----- TASK MATERIAL

//! 请求路径解析：解码、规范化并限制在服务根目录之内。

use std::cmp::Ordering;
use std::io::{self, ErrorKind};
use std::path::{Component, Path, PathBuf};
use std::sync::RwLock;
use tokio::fs;

use crate::atomic::is_temp_name;

/// 请求路径映射到文件系统后的分类结果。
#[derive(Clone, Debug, PartialEq, Eq)]
pub enum ResolvedTarget {
    Directory(PathBuf),
    File(PathBuf),
    Missing,
}

/// 目录列表中的一项。
#[derive(Clone, Debug, PartialEq, Eq)]
pub struct DirEntry {
    pub name: String,
    /// 相对当前服务目录的 URL 路径（`/` 分隔，不含前导 `/`）。
    pub path: String,
    pub is_dir: bool,
}

#[derive(Debug)]
pub struct Storage {
    root: PathBuf,
    base: RwLock<PathBuf>,
}

impl Storage {
    /// 创建（必要时）并规范化服务根目录。
    pub async fn open(root: impl AsRef<Path>) -> io::Result<Self> {
        fs::create_dir_all(root.as_ref()).await?;
        let root = fs::canonicalize(root.as_ref()).await?;
        Ok(Self {
            base: RwLock::new(root.clone()),
            root,
        })
    }

    pub fn root_path(&self) -> &Path {
        &self.root
    }

    /// 当前生效的服务目录（位于根目录之内）。
    pub fn base_path(&self) -> PathBuf {
        self.base
            .read()
            .unwrap_or_else(|poisoned| poisoned.into_inner())
            .clone()
    }

    /// 当前服务目录相对根目录的显示形式，如 `/` 或 `/tools/linux`。
    pub fn base_display(&self) -> String {
        let base = self.base_path();
        match base.strip_prefix(&self.root) {
            Ok(relative) => format!("/{}", to_url_path(relative)),
            Err(_) => "/".to_string(),
        }
    }

    /// 解码请求路径并分类目标。越界访问返回 `OutsideRoot`。
    pub async fn resolve(&self, raw_path: &str) -> Result<ResolvedTarget, StorageError> {
        let decoded = decode_path(raw_path)?;
        let mut segments = Vec::new();
        push_segments(&mut segments, &decoded)?;

        let base = self.base_path();
        let candidate = segments.iter().fold(base.clone(), |path, s| path.join(s));
        let canonical = match fs::canonicalize(&candidate).await {
            Ok(path) => path,
            Err(err) if is_missing(&err) => return Ok(ResolvedTarget::Missing),
            Err(err) => return Err(StorageError::Io(err)),
        };
        if !canonical.starts_with(&base) {
            return Err(StorageError::OutsideRoot);
        }

        let metadata = match fs::metadata(&canonical).await {
            Ok(metadata) => metadata,
            Err(err) if is_missing(&err) => return Ok(ResolvedTarget::Missing),
            Err(err) => return Err(StorageError::Io(err)),
        };
        if metadata.is_dir() {
            Ok(ResolvedTarget::Directory(canonical))
        } else if metadata.is_file() {
            Ok(ResolvedTarget::File(canonical))
        } else {
            Ok(ResolvedTarget::Missing)
        }
    }

    /// 目标目录相对当前服务目录的 URL 路径；不在服务目录内时返回 `None`。
    pub fn relative_url(&self, path: &Path) -> Option<String> {
        let base = self.base_path();
        path.strip_prefix(&base).ok().map(to_url_path)
    }

    /// 枚举目录的直接子项：目录在前，名称不区分大小写排序。
    ///
    /// 指向服务目录之外的符号链接不会出现在结果中。
    pub async fn list_dir(&self, dir: &Path) -> Result<Vec<DirEntry>, StorageError> {
        let base = self.base_path();
        let relative_dir = dir
            .strip_prefix(&base)
            .map_err(|_| StorageError::OutsideRoot)?
            .to_path_buf();
        let mut read_dir = fs::read_dir(dir).await?;
        let mut entries = Vec::new();

        while let Some(entry) = read_dir.next_entry().await? {
            let name = entry.file_name().to_string_lossy().to_string();
            if is_temp_name(&name) {
                continue;
            }
            let file_type = entry.file_type().await?;
            let is_dir = if file_type.is_symlink() {
                let Ok(target) = fs::canonicalize(entry.path()).await else {
                    continue;
                };
                if !target.starts_with(&base) {
                    continue;
                }
                fs::metadata(&target).await?.is_dir()
            } else {
                file_type.is_dir()
            };

            entries.push(DirEntry {
                path: to_url_path(&relative_dir.join(&name)),
                name,
                is_dir,
            });
        }

        entries.sort_by(|a, b| match (a.is_dir, b.is_dir) {
            (true, false) => Ordering::Less,
            (false, true) => Ordering::Greater,
            _ => a.name.to_lowercase().cmp(&b.name.to_lowercase()),
        });

        Ok(entries)
    }

    /// 切换当前服务目录。以 `/` 开头时相对根目录，否则相对当前目录。
    pub async fn change_base(&self, target: &str) -> Result<PathBuf, StorageError> {
        let current = self.base_path();
        let mut segments = Vec::new();
        if !target.starts_with(['/', '\\'])
            && let Ok(relative) = current.strip_prefix(&self.root)
        {
            for component in relative.components() {
                segments.push(component.as_os_str().to_string_lossy().to_string());
            }
        }
        push_segments(&mut segments, target)?;

        let candidate = segments.iter().fold(self.root.clone(), |path, s| path.join(s));
        let canonical = fs::canonicalize(&candidate).await?;
        if !canonical.starts_with(&self.root) {
            return Err(StorageError::OutsideRoot);
        }
        if !fs::metadata(&canonical).await?.is_dir() {
            return Err(StorageError::InvalidPath("not a directory".into()));
        }

        *self
            .base
            .write()
            .unwrap_or_else(|poisoned| poisoned.into_inner()) = canonical.clone();
        Ok(canonical)
    }
}

fn decode_path(raw: &str) -> Result<String, StorageError> {
    let without_query = raw.split(['?', '#']).next().unwrap_or_default();
    urlencoding::decode(without_query)
        .map(|decoded| decoded.into_owned())
        .map_err(|_| StorageError::InvalidPath("path is not valid UTF-8".into()))
}

/// 逐段规范化：忽略空段与 `.`，`..` 弹出一段，弹出越过起点即视为越界。
fn push_segments(segments: &mut Vec<String>, input: &str) -> Result<(), StorageError> {
    for segment in input.split(['/', '\\']) {
        match segment {
            "" | "." => continue,
            ".." => {
                if segments.pop().is_none() {
                    return Err(StorageError::OutsideRoot);
                }
            }
            value => {
                if value.contains('\0') {
                    return Err(StorageError::InvalidPath("path contains NUL".into()));
                }
                let mut components = Path::new(value).components();
                match (components.next(), components.next()) {
                    (Some(Component::Normal(_)), None) => segments.push(value.to_string()),
                    _ => return Err(StorageError::OutsideRoot),
                }
            }
        }
    }
    Ok(())
}

fn is_missing(err: &io::Error) -> bool {
    matches!(err.kind(), ErrorKind::NotFound | ErrorKind::NotADirectory)
}

fn to_url_path(path: &Path) -> String {
    path.components()
        .map(|component| component.as_os_str().to_string_lossy())
        .collect::<Vec<_>>()
        .join("/")
}

#[derive(Debug)]
pub enum StorageError {
    InvalidPath(String),
    OutsideRoot,
    Io(io::Error),
}

impl std::fmt::Display for StorageError {
    fn fmt(&self, f: &mut std::fmt::Formatter<'_>) -> std::fmt::Result {
        match self {
            StorageError::InvalidPath(msg) => write!(f, "invalid path: {msg}"),
            StorageError::OutsideRoot => f.write_str("path escapes the serving root"),
            StorageError::Io(err) => err.fmt(f),
        }
    }
}

impl From<io::Error> for StorageError {
    fn from(err: io::Error) -> Self {
        StorageError::Io(err)
    }
}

----------

EXERCISE REQUIREMENTS. Find the number of lines in the entries above that hold the string "true", and write only that number.

YOUR RESPONSE. 2